▶ AIM OF THE EXERCISE
All lines before the one containing "use quizarena_shared::types::UserId;", plus that line itself, are to be printed exactly as they appear below.

================================

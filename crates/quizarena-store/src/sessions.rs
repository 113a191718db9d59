//! Login sessions addressed by opaque cookie tokens.

use chrono::{DateTime, Duration, Utc};
use rand::RngCore;
use rusqlite::{params, OptionalExtension};

use quizarena_shared::types::UserId;

use crate::database::Database;
use crate::error::Result;
use crate::models::{encode_ts, now_utc, parse_user_id, Session};

const TOKEN_BYTES: usize = 32;

impl Database {
    /// Open a session for `user_id` valid for `ttl`, returning its token.
    pub fn create_session(&self, user_id: UserId, ttl: Duration) -> Result<Session> {
        let mut raw = [0u8; TOKEN_BYTES];
        rand::thread_rng().fill_bytes(&mut raw);

        let created_at = now_utc();
        let session = Session {
            token: hex::encode(raw),
            user_id,
            created_at,
            expires_at: created_at + ttl,
        };

        self.conn().execute(
            "INSERT INTO sessions (token, user_id, created_at, expires_at)
             VALUES (?1, ?2, ?3, ?4)",
            params![
                session.token,
                session.user_id.to_string(),
                encode_ts(&session.created_at),
                encode_ts(&session.expires_at),
            ],
        )?;

        tracing::debug!(user = %user_id, "session opened");
        Ok(session)
    }

    /// Resolve a token to its owner if the session exists and has not
    /// expired at `now`.
    pub fn session_user(&self, token: &str, now: DateTime<Utc>) -> Result<Option<UserId>> {
        let user_id: Option<String> = self
            .conn()
            .query_row(
                "SELECT user_id FROM sessions WHERE token = ?1 AND expires_at > ?2",
                params![token, encode_ts(&now)],
                |row| row.get(0),
            )
            .optional()?;

        match user_id {
            Some(id) => Ok(Some(parse_user_id(0, &id)?)),
            None => Ok(None),
        }
    }

    /// Delete a session. Unknown tokens are ignored.
    pub fn delete_session(&self, token: &str) -> Result<()> {
        self.conn()
            .execute("DELETE FROM sessions WHERE token = ?1", params![token])?;
        Ok(())
    }

    /// Remove all sessions that expired at or before `now`.
    pub fn purge_expired_sessions(&self, now: DateTime<Utc>) -> Result<usize> {
        let removed = self.conn().execute(
            "DELETE FROM sessions WHERE expires_at <= ?1",
            params![encode_ts(&now)],
        )?;
        Ok(removed)
    }
}
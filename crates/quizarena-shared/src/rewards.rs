//! Per-question scoring and end-of-match rewards for each game mode.

use chrono::NaiveDate;
use serde::{Deserialize, Serialize};

use crate::constants::{MIN_CORRECT_POINTS, POINTS_PER_SECOND};
use crate::profile::MatchResult;
use crate::types::GameMode;

/// Points for a single answer. Wrong answers and timeouts score nothing.
pub fn question_points(correct: bool, remaining_secs: u32) -> u32 {
    if !correct {
        return 0;
    }
    remaining_secs
        .saturating_mul(POINTS_PER_SECOND)
        .max(MIN_CORRECT_POINTS)
}

/// Final scores of a match, shaped by mode.
#[derive(Debug, Clone, PartialEq, Eq, Serialize, Deserialize)]
#[serde(tag = "mode", rename_all = "snake_case")]
pub enum FinalScores {
    Classic { bot_scores: Vec<u32>, player: u32 },
    Duel { player: u32, opponent: u32 },
    Teams { team: u32, enemy: u32 },
}

impl FinalScores {
    pub fn mode(&self) -> GameMode {
        match self {
            Self::Classic { .. } => GameMode::Classic,
            Self::Duel { .. } => GameMode::Duel,
            Self::Teams { .. } => GameMode::Teams,
        }
    }

    /// The score credited to the player's match history.
    pub fn player_score(&self) -> u32 {
        match self {
            Self::Classic { player, .. } | Self::Duel { player, .. } => *player,
            Self::Teams { team, .. } => *team,
        }
    }
}

#[derive(Debug, Clone, Copy, PartialEq, Eq, Serialize, Deserialize)]
#[serde(rename_all = "camelCase")]
pub struct MatchReward {
    pub position: u32,
    pub total_players: u32,
    pub xp: u32,
    pub coins: u32,
}

impl MatchReward {
    pub fn won(&self) -> bool {
        self.position == 1
    }

    pub fn into_result(self, id: impl Into<String>, date: NaiveDate, score: u32) -> MatchResult {
        MatchResult {
            id: id.into(),
            date,
            position: self.position,
            score,
            total_players: self.total_players,
            xp_gained: self.xp,
            coins_gained: self.coins,
        }
    }
}

/// 1-based place of `player` among the bots, best score first.
///
/// Only strictly higher bot scores push the player down, so a tie with a
/// bot resolves in the player's favour.
pub fn classic_position(bot_scores: &[u32], player: u32) -> u32 {
    1 + bot_scores.iter().filter(|&&s| s > player).count() as u32
}

/// Classic placement reward: ten points of XP and fifteen coins per place
/// above eleventh, with floors of 10 XP and 5 coins.
pub fn classic_reward(position: u32, total_players: u32) -> MatchReward {
    let places_above = 11u32.saturating_sub(position);
    MatchReward {
        position,
        total_players,
        xp: (places_above * 10).max(10),
        coins: (places_above * 15).max(5),
    }
}

pub fn settle(scores: &FinalScores) -> MatchReward {
    let total_players = scores.mode().total_players();
    match scores {
        FinalScores::Classic { bot_scores, player } => {
            classic_reward(classic_position(bot_scores, *player), total_players)
        }
        FinalScores::Duel { player, opponent } => {
            fixed_reward(player >= opponent, total_players, (50, 100), (15, 25))
        }
        FinalScores::Teams { team, enemy } => {
            fixed_reward(team >= enemy, total_players, (45, 80), (12, 20))
        }
    }
}

fn fixed_reward(won: bool, total_players: u32, win: (u32, u32), loss: (u32, u32)) -> MatchReward {
    let (position, (xp, coins)) = if won { (1, win) } else { (2, loss) };
    MatchReward {
        position,
        total_players,
        xp,
        coins,
    }
}

#[cfg(test)]
mod tests {
    use super::*;

    #[test]
    fn correct_answer_has_a_floor() {
        assert_eq!(question_points(true, 15), 150);
        assert_eq!(question_points(true, 6), 60);
        assert_eq!(question_points(true, 3), 50);
        assert_eq!(question_points(true, 0), 50);
        assert_eq!(question_points(false, 15), 0);
    }

    #[test]
    fn classic_position_counts_higher_bots() {
        let bots = vec![800, 750, 700, 650, 600, 550, 500, 450, 400];

        // Only 800 and 750 beat 720.
        let reward = settle(&FinalScores::Classic {
            bot_scores: bots.clone(),
            player: 720,
        });
        assert_eq!((reward.position, reward.xp, reward.coins), (3, 80, 120));

        let reward = settle(&FinalScores::Classic {
            bot_scores: bots,
            player: 680,
        });
        assert_eq!(reward.position, 4);
        assert_eq!(reward.xp, 70);
        assert_eq!(reward.coins, 105);
        assert_eq!(reward.total_players, 10);
    }

    #[test]
    fn classic_last_place_gets_floors() {
        let reward = classic_reward(10, 10);
        assert_eq!((reward.xp, reward.coins), (10, 15));
        let reward = classic_reward(11, 10);
        assert_eq!((reward.xp, reward.coins), (10, 5));
    }

    #[test]
    fn classic_tie_favours_player() {
        assert_eq!(classic_position(&[500, 500, 300], 500), 1);
        assert_eq!(classic_position(&[600, 500, 300], 500), 2);
    }

    #[test]
    fn duel_is_binary() {
        let win = settle(&FinalScores::Duel { player: 300, opponent: 300 });
        assert_eq!((win.position, win.xp, win.coins), (1, 50, 100));
        assert!(win.won());

        let loss = settle(&FinalScores::Duel { player: 299, opponent: 300 });
        assert_eq!((loss.position, loss.xp, loss.coins, loss.total_players), (2, 15, 25, 2));
    }

    #[test]
    fn teams_use_team_totals() {
        let scores = FinalScores::Teams { team: 900, enemy: 850 };
        let win = settle(&scores);
        assert_eq!((win.xp, win.coins, win.total_players), (45, 80, 4));
        assert_eq!(scores.player_score(), 900);

        let loss = settle(&FinalScores::Teams { team: 100, enemy: 850 });
        assert_eq!((loss.xp, loss.coins), (12, 20));
    }
}
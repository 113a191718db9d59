//! # quizarena-server
//!
//! Backend for Quiz Arena.
//!
//! This binary provides:
//! - **Accounts**: registration, login and cookie sessions
//! - **Profile sync** for the client's progression state
//! - **Social graph**: user search, friend requests and friend lists
//! - **Support tickets**
//! - **Per-IP rate limiting** on the credential endpoints

mod account;
mod api;
mod auth;
mod config;
mod error;
mod extract;
mod friends;
mod rate_limit;
mod support;

use std::sync::Arc;
use std::time::Duration;

use chrono::Utc;
use tokio::sync::Mutex;
use tracing::info;
use tracing_subscriber::EnvFilter;

use quizarena_store::Database;

use crate::api::AppState;
use crate::auth::Argon2Hasher;
use crate::config::ServerConfig;
use crate::rate_limit::RateLimiter;

#[tokio::main]
async fn main() -> anyhow::Result<()> {
    // -----------------------------------------------------------------------
    // 1. Initialize tracing (respects RUST_LOG env var)
    // -----------------------------------------------------------------------
    tracing_subscriber::fmt()
        .with_env_filter(
            EnvFilter::try_from_default_env()
                .unwrap_or_else(|_| EnvFilter::new("info,quizarena_server=debug")),
        )
        .init();

    info!("Starting Quiz Arena server v{}", env!("CARGO_PKG_VERSION"));

    // -----------------------------------------------------------------------
    // 2. Load configuration
    // -----------------------------------------------------------------------
    let config = ServerConfig::from_env();
    info!(?config, "Loaded configuration");

    // -----------------------------------------------------------------------
    // 3. Initialize subsystems
    // -----------------------------------------------------------------------
    let db = Arc::new(Mutex::new(Database::open_at(&config.database_path)?));

    let rate_limiter = RateLimiter::from_config(&config);

    let app_state = AppState {
        db: db.clone(),
        hasher: Arc::new(Argon2Hasher::recommended()?),
        rate_limiter: rate_limiter.clone(),
        config: Arc::new(config.clone()),
    };

    // -----------------------------------------------------------------------
    // 4. Spawn background tasks
    // -----------------------------------------------------------------------

    // Rate limiter cleanup (every 5 minutes, evict buckets idle >10 min)
    let rl = rate_limiter.clone();
    tokio::spawn(async move {
        let mut interval = tokio::time::interval(Duration::from_secs(300));
        loop {
            interval.tick().await;
            let purged = rl.purge_idle(Duration::from_secs(600)).await;
            if purged > 0 {
                tracing::debug!(purged, "idle rate-limit buckets dropped");
            }
        }
    });

    // Expired session cleanup (hourly)
    let sessions_db = db.clone();
    tokio::spawn(async move {
        let mut interval = tokio::time::interval(Duration::from_secs(3600));
        loop {
            interval.tick().await;
            match sessions_db.lock().await.purge_expired_sessions(Utc::now()) {
                Ok(0) => {}
                Ok(n) => info!(removed = n, "Purged expired sessions"),
                Err(e) => tracing::warn!(error = %e, "Session purge failed"),
            }
        }
    });

    // -----------------------------------------------------------------------
    // 5. Run the HTTP API server (blocks until shutdown)
    // -----------------------------------------------------------------------
    tokio::select! {
        result = api::serve(app_state, config.http_addr) => {
            if let Err(e) = result {
                tracing::error!(error = %e, "HTTP server failed");
                return Err(e);
            }
        }
        _ = tokio::signal::ctrl_c() => {
            info!("Received Ctrl+C, shutting down");
        }
    }

    Ok(())
}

================================

▶ ANSWER BOX
filename crates/quizarena-store/src/sessions.rs
repository 113a191718db9d59
//! Login sessions addressed by opaque cookie tokens.

use chrono::{DateTime, Duration, Utc};
use rand::RngCore;
use rusqlite::{params, OptionalExtension};

use quizarena_shared::types::UserId;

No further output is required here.